* What needs to be done
Go over the entries below line by line, copying each one that contains the word "enum".

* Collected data
........

// libs/appointment-cell/src/services/booking.rs
use std::collections::BTreeMap;

use chrono::{Local, NaiveDate, NaiveTime, Utc};
use sqlx::{QueryBuilder, Sqlite, SqliteConnection, SqlitePool};
use tracing::{debug, info, warn};

use shared_database::AppState;
use shared_utils::pagination::{Paginated, Pagination};

use crate::models::{
    minutes_of, ranges_overlap, Appointment, AppointmentChanges, AppointmentError, AppointmentFilters,
    AppointmentStatus, AppointmentView, NewAppointment, Period, TimeSlot,
};
use crate::services::availability::AvailabilityService;
use crate::services::doctors::DoctorDirectory;
use crate::services::slots::{filter_by_period, fits_in_windows, generate_slots};

const APPOINTMENT_COLUMNS: &str = "a.id, a.client_id, a.doctor_id, a.date, a.time, a.duration_minutes, \
     a.status, a.reason, a.notes, a.notify_email, a.notify_sms, a.reminder_sent, a.created_by, \
     a.created_at, a.updated_at";

const VIEW_FROM: &str = " FROM appointments a
     JOIN clients c ON c.id = a.client_id
     JOIN users u ON u.id = a.doctor_id
     WHERE a.deleted_at IS NULL";

/// Who is booking decides whether the doctor's published availability binds.
#[derive(Debug, Clone, Copy, PartialEq, Eq)]
pub enum BookingChannel {
    /// Self-service booking: must fit inside an availability window.
    Patient,
    /// Doctor or administrator booking on a patient's behalf.
    Staff,
}

pub struct AppointmentService {
    db: SqlitePool,
    doctors: DoctorDirectory,
    availability: AvailabilityService,
}

impl AppointmentService {
    pub fn new(state: &AppState) -> Self {
        Self {
            db: state.db.clone(),
            doctors: DoctorDirectory::new(state),
            availability: AvailabilityService::new(state),
        }
    }

    pub async fn book(
        &self,
        input: NewAppointment,
        channel: BookingChannel,
        created_by: Option<i64>,
    ) -> Result<Appointment, AppointmentError> {
        debug!(
            "Booking appointment for client {} with doctor {} at {} {}",
            input.client_id, input.doctor_id, input.date, input.time
        );

        self.doctors.get_active_doctor(input.doctor_id).await?;

        let contact_preference: String = sqlx::query_scalar(
            "SELECT contact_preference FROM clients WHERE id = ? AND deleted_at IS NULL",
        )
        .bind(input.client_id)
        .fetch_optional(&self.db)
        .await?
        .ok_or(AppointmentError::ClientNotFound)?;

        if input.date.and_time(input.time) <= Local::now().naive_local() {
            return Err(AppointmentError::InPast);
        }

        if channel == BookingChannel::Patient {
            let windows = self.availability.windows_on(input.doctor_id, input.date).await?;
            if !fits_in_windows(&windows, input.time, input.duration_minutes) {
                return Err(AppointmentError::OutsideAvailability);
            }
        }

        let notify_email = input.notify_email.unwrap_or(contact_preference != "sms");
        let notify_sms = input.notify_sms.unwrap_or(contact_preference == "sms");

        let mut tx = self.db.begin().await?;

        ensure_slot_free(
            &mut tx,
            input.doctor_id,
            input.date,
            input.time,
            input.duration_minutes,
            None,
        )
        .await?;

        let now = Utc::now();
        let id: i64 = sqlx::query_scalar(
            "INSERT INTO appointments (client_id, doctor_id, date, time, duration_minutes, status, reason, notes,
                                       notify_email, notify_sms, reminder_sent, created_by, created_at, updated_at)
             VALUES (?, ?, ?, ?, ?, ?, ?, ?, ?, ?, 0, ?, ?, ?) RETURNING id",
        )
        .bind(input.client_id)
        .bind(input.doctor_id)
        .bind(input.date)
        .bind(input.time)
        .bind(input.duration_minutes)
        .bind(AppointmentStatus::Scheduled)
        .bind(&input.reason)
        .bind(&input.notes)
        .bind(notify_email)
        .bind(notify_sms)
        .bind(created_by)
        .bind(now)
        .bind(now)
        .fetch_one(&mut *tx)
        .await?;

        tx.commit().await?;

        info!("Appointment {} booked with doctor {}", id, input.doctor_id);
        self.get(id).await
    }

    pub async fn get(&self, id: i64) -> Result<Appointment, AppointmentError> {
        sqlx::query_as::<_, Appointment>(&format!(
            "SELECT {} FROM appointments a WHERE a.id = ? AND a.deleted_at IS NULL",
            APPOINTMENT_COLUMNS
        ))
        .bind(id)
        .fetch_optional(&self.db)
        .await?
        .ok_or(AppointmentError::NotFound)
    }

    pub async fn get_view(&self, id: i64) -> Result<AppointmentView, AppointmentError> {
        sqlx::query_as::<_, AppointmentView>(&format!(
            "SELECT {}, {}{} AND a.id = ?",
            APPOINTMENT_COLUMNS,
            name_columns(),
            VIEW_FROM
        ))
        .bind(id)
        .fetch_optional(&self.db)
        .await?
        .ok_or(AppointmentError::NotFound)
    }

    pub async fn list(
        &self,
        filters: &AppointmentFilters,
        pagination: Pagination,
    ) -> Result<Paginated<AppointmentView>, AppointmentError> {
        let mut count_query = QueryBuilder::<Sqlite>::new("SELECT COUNT(*)");
        count_query.push(VIEW_FROM);
        push_filters(&mut count_query, filters);
        let total: i64 = count_query.build_query_scalar::<i64>().fetch_one(&self.db).await?;

        let mut query = QueryBuilder::<Sqlite>::new(format!(
            "SELECT {}, {}",
            APPOINTMENT_COLUMNS,
            name_columns()
        ));
        query.push(VIEW_FROM);
        push_filters(&mut query, filters);
        query.push(" ORDER BY a.date, a.time, a.id LIMIT ");
        query.push_bind(pagination.limit());
        query.push(" OFFSET ");
        query.push_bind(pagination.offset());

        let items = query
            .build_query_as::<AppointmentView>()
            .fetch_all(&self.db)
            .await?;

        debug!("Listed {} of {} appointments", items.len(), total);
        Ok(Paginated::new(items, total, pagination))
    }

    /// `owner` restricts the change to that doctor's own appointments.
    pub async fn update(
        &self,
        id: i64,
        changes: AppointmentChanges,
        owner: Option<i64>,
    ) -> Result<Appointment, AppointmentError> {
        let current = self.get(id).await?;
        check_owner(&current, owner)?;

        if current.status.is_terminal() {
            return Err(AppointmentError::NotModifiable(current.status));
        }

        let date = changes.date.unwrap_or(current.date);
        let time = changes.time.unwrap_or(current.time);
        let duration = changes.duration_minutes.unwrap_or(current.duration_minutes);

        if changes.moves_slot() && date.and_time(time) <= Local::now().naive_local() {
            return Err(AppointmentError::InPast);
        }

        let mut tx = self.db.begin().await?;

        if changes.moves_slot() {
            ensure_slot_free(&mut tx, current.doctor_id, date, time, duration, Some(id)).await?;
        }

        sqlx::query(
            "UPDATE appointments
             SET date = ?, time = ?, duration_minutes = ?, reason = ?, notes = ?,
                 notify_email = ?, notify_sms = ?, updated_at = ?
             WHERE id = ? AND deleted_at IS NULL",
        )
        .bind(date)
        .bind(time)
        .bind(duration)
        .bind(changes.reason.or(current.reason))
        .bind(changes.notes.or(current.notes))
        .bind(changes.notify_email.unwrap_or(current.notify_email))
        .bind(changes.notify_sms.unwrap_or(current.notify_sms))
        .bind(Utc::now())
        .bind(id)
        .execute(&mut *tx)
        .await?;

        tx.commit().await?;

        debug!("Appointment {} updated", id);
        self.get(id).await
    }

    pub async fn change_status(
        &self,
        id: i64,
        status: AppointmentStatus,
        owner: Option<i64>,
    ) -> Result<Appointment, AppointmentError> {
        let current = self.get(id).await?;
        check_owner(&current, owner)?;

        if !current.status.can_transition_to(status) {
            warn!("Rejected transition {} -> {} for appointment {}", current.status, status, id);
            return Err(AppointmentError::InvalidStatusTransition {
                from: current.status,
                to: status,
            });
        }

        sqlx::query("UPDATE appointments SET status = ?, updated_at = ? WHERE id = ?")
            .bind(status)
            .bind(Utc::now())
            .bind(id)
            .execute(&self.db)
            .await?;

        info!("Appointment {} is now {}", id, status);
        self.get(id).await
    }

    /// Cancels an appointment that must belong to `client_id`; anything else
    /// reads as not found.
    pub async fn cancel_for_client(&self, id: i64, client_id: i64) -> Result<Appointment, AppointmentError> {
        let current = self.get(id).await?;
        if current.client_id != client_id {
            return Err(AppointmentError::NotFound);
        }
        self.change_status(id, AppointmentStatus::Cancelled, None).await
    }

    pub async fn soft_delete(&self, id: i64) -> Result<(), AppointmentError> {
        let result = sqlx::query(
            "UPDATE appointments SET deleted_at = ?, updated_at = ? WHERE id = ? AND deleted_at IS NULL",
        )
        .bind(Utc::now())
        .bind(Utc::now())
        .bind(id)
        .execute(&self.db)
        .await?;

        if result.rows_affected() == 0 {
            return Err(AppointmentError::NotFound);
        }

        info!("Appointment {} deleted", id);
        Ok(())
    }

    pub async fn available_slots(
        &self,
        doctor_id: i64,
        date: NaiveDate,
        duration: i64,
        period: Option<Period>,
    ) -> Result<Vec<TimeSlot>, AppointmentError> {
        self.doctors.get_active_doctor(doctor_id).await?;

        let now = Local::now().naive_local();
        if date < now.date() {
            return Ok(Vec::new());
        }
        let not_before = (date == now.date()).then(|| now.time());

        let windows = self.availability.windows_on(doctor_id, date).await?;
        let booked = booked_ranges(&self.db, doctor_id, date, None).await?;

        let slots = generate_slots(&windows, &booked, duration, not_before);
        Ok(filter_by_period(slots, period))
    }

    /// Live appointment counts keyed by status; every status is present.
    pub async fn counts_by_status(&self) -> Result<BTreeMap<String, i64>, AppointmentError> {
        let rows: Vec<(AppointmentStatus, i64)> = sqlx::query_as(
            "SELECT status, COUNT(*) FROM appointments WHERE deleted_at IS NULL GROUP BY status",
        )
        .fetch_all(&self.db)
        .await?;

        let mut counts: BTreeMap<String, i64> = AppointmentStatus::ALL
            .iter()
            .map(|status| (status.as_str().to_string(), 0))
            .collect();
        for (status, count) in rows {
            counts.insert(status.as_str().to_string(), count);
        }
        Ok(counts)
    }

    pub async fn count_on(&self, date: NaiveDate) -> Result<i64, AppointmentError> {
        let count: i64 = sqlx::query_scalar(
            "SELECT COUNT(*) FROM appointments WHERE deleted_at IS NULL AND date = ?",
        )
        .bind(date)
        .fetch_one(&self.db)
        .await?;
        Ok(count)
    }

    pub async fn count_upcoming(&self) -> Result<i64, AppointmentError> {
        let count: i64 = sqlx::query_scalar(
            "SELECT COUNT(*) FROM appointments
             WHERE deleted_at IS NULL AND status IN ('scheduled', 'confirmed') AND date >= ?",
        )
        .bind(Local::now().date_naive())
        .fetch_one(&self.db)
        .await?;
        Ok(count)
    }
}

fn name_columns() -> &'static str {
    "c.first_name || ' ' || c.last_name AS client_name, u.first_name || ' ' || u.last_name AS doctor_name"
}

fn push_filters(query: &mut QueryBuilder<'_, Sqlite>, filters: &AppointmentFilters) {
    if let Some(client_id) = filters.client_id {
        query.push(" AND a.client_id = ").push_bind(client_id);
    }
    if let Some(doctor_id) = filters.doctor_id {
        query.push(" AND a.doctor_id = ").push_bind(doctor_id);
    }
    if let Some(status) = filters.status {
        query.push(" AND a.status = ").push_bind(status);
    }
    if let Some(from) = filters.date_from {
        query.push(" AND a.date >= ").push_bind(from);
    }
    if let Some(to) = filters.date_to {
        query.push(" AND a.date <= ").push_bind(to);
    }
}

fn check_owner(appointment: &Appointment, owner: Option<i64>) -> Result<(), AppointmentError> {
    match owner {
        Some(doctor_id) if appointment.doctor_id != doctor_id => Err(AppointmentError::NotOwner("appointment")),
        _ => Ok(()),
    }
}

/// Minute ranges taken by live, non-cancelled appointments of `doctor_id` on
/// `date`. Completed and no-show visits keep their slot.
async fn booked_ranges<'e, E>(
    executor: E,
    doctor_id: i64,
    date: NaiveDate,
    exclude: Option<i64>,
) -> Result<Vec<(i64, i64)>, sqlx::Error>
where
    E: sqlx::Executor<'e, Database = Sqlite>,
{
    let rows: Vec<(NaiveTime, i64)> = sqlx::query_as(
        "SELECT time, duration_minutes FROM appointments
         WHERE doctor_id = ? AND date = ? AND deleted_at IS NULL
           AND status != 'cancelled'
           AND (? IS NULL OR id != ?)",
    )
    .bind(doctor_id)
    .bind(date)
    .bind(exclude)
    .bind(exclude)
    .fetch_all(executor)
    .await?;

    Ok(rows
        .into_iter()
        .map(|(time, duration)| {
            let start = minutes_of(time);
            (start, start + duration)
        })
        .collect())
}

async fn ensure_slot_free(
    conn: &mut SqliteConnection,
    doctor_id: i64,
    date: NaiveDate,
    time: NaiveTime,
    duration: i64,
    exclude: Option<i64>,
) -> Result<(), AppointmentError> {
    let start = minutes_of(time);
    let end = start + duration;

    let taken = booked_ranges(&mut *conn, doctor_id, date, exclude)
        .await?
        .into_iter()
        .any(|(b_start, b_end)| ranges_overlap(start, end, b_start, b_end));

    if taken {
        return Err(AppointmentError::SlotTaken);
    }
    Ok(())
}
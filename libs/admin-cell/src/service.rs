use chrono::Local;
use tracing::debug;

use appointment_cell::AppointmentService;
use auth_cell::UserService;
use faq_cell::FaqService;
use patient_cell::ClientService;
use shared_database::AppState;

use crate::models::{AdminError, AdminStats};

pub struct DashboardService {
    users: UserService,
    clients: ClientService,
    appointments: AppointmentService,
    faqs: FaqService,
}

impl DashboardService {
    pub fn new(state: &AppState) -> Self {
        Self {
            users: UserService::new(state),
            clients: ClientService::new(state),
            appointments: AppointmentService::new(state),
            faqs: FaqService::new(state),
        }
    }

    pub async fn stats(&self) -> Result<AdminStats, AdminError> {
        let today = Local::now().date_naive();

        let stats = AdminStats {
            users_by_role: self.users.count_by_role().await?,
            total_patients: self.clients.count().await?,
            appointments_by_status: self.appointments.counts_by_status().await?,
            appointments_today: self.appointments.count_on(today).await?,
            upcoming_appointments: self.appointments.count_upcoming().await?,
            pending_questions: self.faqs.count_unanswered().await?,
        };

        debug!("Dashboard stats computed for {}", today);
        Ok(stats)
    }
}
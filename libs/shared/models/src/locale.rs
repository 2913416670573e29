use std::fmt;

use serde::{Deserialize, Serialize};

/// Interface and correspondence language. French is the clinic default.
#[derive(Debug, Clone, Copy, Default, PartialEq, Eq, Serialize, Deserialize, sqlx::Type)]
#[serde(rename_all = "lowercase")]
#[sqlx(rename_all = "lowercase")]
pub enum Language {
    #[default]
    Fr,
    En,
}

impl Language {
    pub fn as_str(&self) -> &'static str {
        match self {
            Language::Fr => "fr",
            Language::En => "en",
        }
    }
}

impl fmt::Display for Language {
    fn fmt(&self, f: &mut fmt::Formatter<'_>) -> fmt::Result {
        f.write_str(self.as_str())
    }
}

#[cfg(test)]
mod tests {
    use super::*;

    #[test]
    fn test_language_serde() {
        assert_eq!(serde_json::to_string(&Language::En).unwrap(), "\"en\"");
        assert!(serde_json::from_str::<Language>("\"de\"").is_err());
        assert_eq!(Language::default(), Language::Fr);
    }
}
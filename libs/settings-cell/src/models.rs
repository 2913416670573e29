use chrono::{DateTime, Utc};
use serde::{Deserialize, Serialize};
use thiserror::Error;

use shared_models::error::AppError;
use shared_models::Language;
use shared_utils::validation::FieldErrors;

pub const DEFAULT_REMINDER_HOURS: i64 = 24;
pub const DEFAULT_APPOINTMENT_DURATION: i64 = 30;

#[derive(Debug, Clone, Serialize, sqlx::FromRow)]
pub struct Settings {
    pub id: i64,
    pub user_id: i64,
    pub email_notifications: bool,
    pub sms_notifications: bool,
    pub reminder_hours_before: i64,
    pub default_appointment_duration: i64,
    pub language: Language,
    pub created_at: DateTime<Utc>,
    pub updated_at: DateTime<Utc>,
}

#[derive(Debug, Clone, Default, Deserialize)]
pub struct UpdateSettingsRequest {
    pub email_notifications: Option<bool>,
    pub sms_notifications: Option<bool>,
    pub reminder_hours_before: Option<i64>,
    pub default_appointment_duration: Option<i64>,
    pub language: Option<String>,
}

#[derive(Debug, Clone, Default, PartialEq)]
pub struct SettingsChanges {
    pub email_notifications: Option<bool>,
    pub sms_notifications: Option<bool>,
    pub reminder_hours_before: Option<i64>,
    pub default_appointment_duration: Option<i64>,
    pub language: Option<Language>,
}

impl UpdateSettingsRequest {
    pub fn validate(self) -> Result<SettingsChanges, AppError> {
        let mut errors = FieldErrors::new();
        if let Some(hours) = self.reminder_hours_before {
            errors.check(
                (1..=168).contains(&hours),
                "reminder_hours_before",
                "Reminder must be between 1 and 168 hours",
            );
        }
        if let Some(minutes) = self.default_appointment_duration {
            errors.check(
                (5..=240).contains(&minutes),
                "default_appointment_duration",
                "Duration must be between 5 and 240 minutes",
            );
        }
        let language = match self.language.as_deref().map(str::trim) {
            Some("fr") => Some(Language::Fr),
            Some("en") => Some(Language::En),
            Some(other) => {
                errors.one_of(other, &["fr", "en"], "language");
                None
            }
            None => None,
        };
        errors.into_result()?;

        Ok(SettingsChanges {
            email_notifications: self.email_notifications,
            sms_notifications: self.sms_notifications,
            reminder_hours_before: self.reminder_hours_before,
            default_appointment_duration: self.default_appointment_duration,
            language,
        })
    }
}

#[derive(Debug, Error)]
pub enum SettingsError {
    #[error("Database error: {0}")]
    Database(#[from] sqlx::Error),
}

impl From<SettingsError> for AppError {
    fn from(err: SettingsError) -> Self {
        match err {
            SettingsError::Database(e) => AppError::from(e),
        }
    }
}

#[cfg(test)]
mod tests {
    use super::*;
    use assert_matches::assert_matches;

    #[test]
    fn test_bounds() {
        let request = UpdateSettingsRequest {
            reminder_hours_before: Some(169),
            default_appointment_duration: Some(4),
            ..Default::default()
        };
        assert_matches!(
            request.validate(),
            Err(AppError::Validation { errors, .. }) if errors.len() == 2
        );

        let request = UpdateSettingsRequest {
            reminder_hours_before: Some(168),
            default_appointment_duration: Some(240),
            language: Some("en".to_string()),
            ..Default::default()
        };
        let changes = request.validate().unwrap();
        assert_eq!(changes.language, Some(Language::En));
    }

    #[test]
    fn test_unknown_language() {
        let request = UpdateSettingsRequest { language: Some("de".to_string()), ..Default::default() };
        assert_matches!(
            request.validate(),
            Err(AppError::Validation { errors, .. }) if errors[0].field == "language"
        );
    }
}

........

* Result of this task
pub enum BookingChannel {
pub enum Language {
pub enum SettingsError {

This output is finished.